Como Mino contou em seu texto que está na CartaCapital desta semana e neste site, antes mesmo de assumir, o futuro ministro chamou-o imediatamente para dizer, amistosamente, que a liberdade voltaria para a revista.
 
Nesse período, porém, ninguém ainda poderia escrever que o próximo presidente seria Geisel. E assim foi feito, mas, aproveitando minha chegada ao novo cargo, Mino, na seção de abertura da revista, a carta ao leitor, ironizava a ditadura, contando que já estava escolhido o nome do novo secretário de redação, mas que ainda não podia ser publicado. Na semana em que se anunciou oficialmente o nome do presidente, Mino anunciou o meu também. Os leitores se divertiam.
 
Daí em diante, eu estava no centro do furacão. Era eu quem recebia os avisos do Ministério da Justiça sobre os assuntos proibidos a cada dia. Aliás, era também uma bela pauta: os documentos citavam assuntos relevantes, inéditos.
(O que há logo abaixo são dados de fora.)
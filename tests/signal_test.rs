//! Termination signals stop the exporter. Kept in its own test binary since
//! it signals the whole process.

#![cfg(unix)]

use fleetwatch_lib::application::shutdown_signal;
use std::process::Command;
use std::time::Duration;

#[tokio::test]
async fn test_sigterm_resolves_shutdown_signal() {
    let waiter = tokio::spawn(shutdown_signal());
    // Let the task install its handler before the signal is sent.
    tokio::time::sleep(Duration::from_millis(200)).await;
    assert!(!waiter.is_finished());

    let status = Command::new("kill")
        .args(["-TERM", &std::process::id().to_string()])
        .status()
        .unwrap();
    assert!(status.success());

    let result = tokio::time::timeout(Duration::from_secs(5), waiter)
        .await
        .expect("shutdown signal did not resolve")
        .unwrap();
    assert!(result.is_ok());
}
//! Wires configuration, platform collaborators, watchers, dispatch and sinks.

use crate::core::{Config, ExporterError, Result};
use crate::dispatch::{AllowList, DispatchLoop};
use crate::leader::{AlwaysLeader, LeaderGate};
use crate::metrics::PathTemplate;
use crate::platform::{CloudFoundryClient, EventTransport, LogCacheTransport, PlatformClient};
use crate::sink::{DebugSink, PrometheusSink, Sink, StatsdSink};
use crate::transform::TransformRegistry;
use crate::watcher::{WatcherConfig, WatcherCoordinator};
use std::sync::Arc;
use tokio::sync::mpsc;
use tokio::task::JoinHandle;

/// The exporter process.
pub struct Application {
    config: Config,
    platform: Arc<dyn PlatformClient>,
    transport: Arc<dyn EventTransport>,
    leader: Arc<dyn LeaderGate>,
}

impl Application {
    /// Create an application talking to Cloud Foundry and its log cache.
    pub fn new(config: Config) -> Result<Self> {
        let platform = Arc::new(CloudFoundryClient::new(&config.platform)?);
        let transport = Arc::new(LogCacheTransport::new(
            &config.log_cache_endpoint(),
            config.events.poll_interval,
            config.platform.skip_tls_verify,
        )?);

        Ok(Self::with_collaborators(
            config,
            platform,
            transport,
            Arc::new(AlwaysLeader),
        ))
    }

    /// Create an application with explicit collaborators.
    pub fn with_collaborators(
        config: Config,
        platform: Arc<dyn PlatformClient>,
        transport: Arc<dyn EventTransport>,
        leader: Arc<dyn LeaderGate>,
    ) -> Self {
        Self {
            config,
            platform,
            transport,
            leader,
        }
    }

    /// Run until ctrl-c, a fatal discovery error or loss of the leader lock.
    pub async fn run(self) -> Result<()> {
        tracing::info!("Waiting for the leader lock");
        self.leader.acquire().await?;
        tracing::info!("Leader lock acquired, starting fleetwatch");

        let (sinks, server) = build_sinks(&self.config)?;
        let (events_tx, events_rx) = mpsc::channel(self.config.events.queue_capacity);
        let (errors_tx, errors_rx) = mpsc::unbounded_channel();

        let coordinator = Arc::new(WatcherCoordinator::new(
            Arc::clone(&self.platform),
            Arc::clone(&self.transport),
            WatcherConfig::from(&self.config),
            events_tx,
            errors_tx,
        ));

        let (dispatch, shutdown) = DispatchLoop::new(
            TransformRegistry::with_defaults(),
            sinks,
            AllowList::new(self.config.metrics.allow_list.clone()),
            events_rx,
            errors_rx,
        );
        let dispatch_task = tokio::spawn(dispatch.run());

        let watcher = Arc::clone(&coordinator);
        let mut watcher_task = tokio::spawn(async move { watcher.run().await });

        let result = tokio::select! {
            result = &mut watcher_task => match result {
                Ok(Ok(())) => Ok(()),
                Ok(Err(e)) => Err(e),
                Err(e) => Err(ExporterError::from(e)),
            },
            _ = self.leader.lost() => {
                tracing::error!("Leader lock lost, stopping");
                Err(ExporterError::LeaderLost)
            }
            signal = shutdown_signal() => signal.map(|()| {
                tracing::info!("Shutdown signal received");
            }),
        };

        watcher_task.abort();
        coordinator.close_all();
        shutdown.shutdown();
        if let Err(e) = dispatch_task.await {
            tracing::warn!("Dispatch loop did not stop cleanly: {}", e);
        }
        if let Some(server) = server {
            server.abort();
        }

        result
    }
}

/// Resolves on Ctrl-C or, on Unix, SIGTERM.
pub async fn shutdown_signal() -> Result<()> {
    #[cfg(unix)]
    {
        use tokio::signal::unix::{signal, SignalKind};

        let mut terminate = signal(SignalKind::terminate())?;
        tokio::select! {
            result = tokio::signal::ctrl_c() => result?,
            _ = terminate.recv() => tracing::debug!("SIGTERM received"),
        }
    }
    #[cfg(not(unix))]
    tokio::signal::ctrl_c().await?;

    Ok(())
}

/// Build every enabled sink. The Prometheus endpoint, when enabled, is
/// served on its own task.
pub fn build_sinks(config: &Config) -> Result<(Vec<Box<dyn Sink>>, Option<JoinHandle<()>>)> {
    let template = PathTemplate::parse(&config.metrics.template)?;
    let mut sinks: Vec<Box<dyn Sink>> = Vec::new();
    let mut server = None;

    if config.sinks.statsd.enabled {
        sinks.push(Box::new(StatsdSink::new(
            &config.sinks.statsd.endpoint,
            config.sinks.statsd.prefix.clone(),
            template.clone(),
        )?));
    }

    if config.sinks.debug.enabled {
        sinks.push(Box::new(DebugSink::new(
            config.sinks.statsd.prefix.clone(),
            template,
        )));
    }

    if config.sinks.prometheus.enabled {
        let sink = PrometheusSink::new(config.metrics.cache_ttl, config.metrics.sweep_interval);
        let router = sink.router();
        let addr = config.sinks.prometheus.bind_address;
        server = Some(tokio::spawn(async move {
            if let Err(e) = PrometheusSink::serve(router, addr).await {
                tracing::error!("Prometheus endpoint failed: {}", e);
            }
        }));
        sinks.push(Box::new(sink));
    }

    if sinks.is_empty() {
        return Err(ExporterError::config("no sink is enabled"));
    }
    tracing::info!(
        "Enabled sinks: {}",
        sinks.iter().map(|sink| sink.name()).collect::<Vec<_>>().join(", ")
    );

    Ok((sinks, server))
}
Era eu também que tinha que me entender – mal, diga-se – com o censor, Richard Bloch. Nós nos odiávamos. Acho bom que todos saibam também a que nível chegava a censura. Um dia, uma foto de Ney Matogrosso, que ilustraria o alto de uma página de Shows, foi vetada. Perguntei ao censor a causa da censura. Ele respondeu que ela era erótica demais. Como o artista estava sem camisa, de jeans, deitado esticado numa poltrona, com ar debochado, me irritei e tentei manter a ilustração. Ele não abriu mão. E eu o insultei, dizendo que ele achava a foto imoral porque não se garantia como homem.
 
Foi também nesse período que, enquanto o Mino escolhia fotos para uma matéria sobre anjos e demônios, chegou aviso de censuras a trechos de uma matéria de política. Em geral, elas eram sempre reescritas, e a revista passou a ser conhecida como a que escrevia nas entrelinhas. Nesse dia, Mino resolveu publicar figuras de demônios onde tinha censura. O desgaste com o governo era infernal. Tentava-se, de todo jeito, calar o Mino.
 
Pelo diretor responsável da editora, Edgard de Silvio Faria, eu tomava conhecimento de tudo que ocorria. Ele e Mino não se falavam à época e eu era a ponte entre ambos. Aprendi, na pele, muito sobre traição. O próprio diretor da editora, em Brasília, com apoio do ministro Falcão, chegou a tramar para tirar o Mino da revista. Chegou a acusar gravemente o jornalista, dizendo que levantara que Mino era um codinome. O nome real do “infiltrado” dirigente da redação era Demétrio.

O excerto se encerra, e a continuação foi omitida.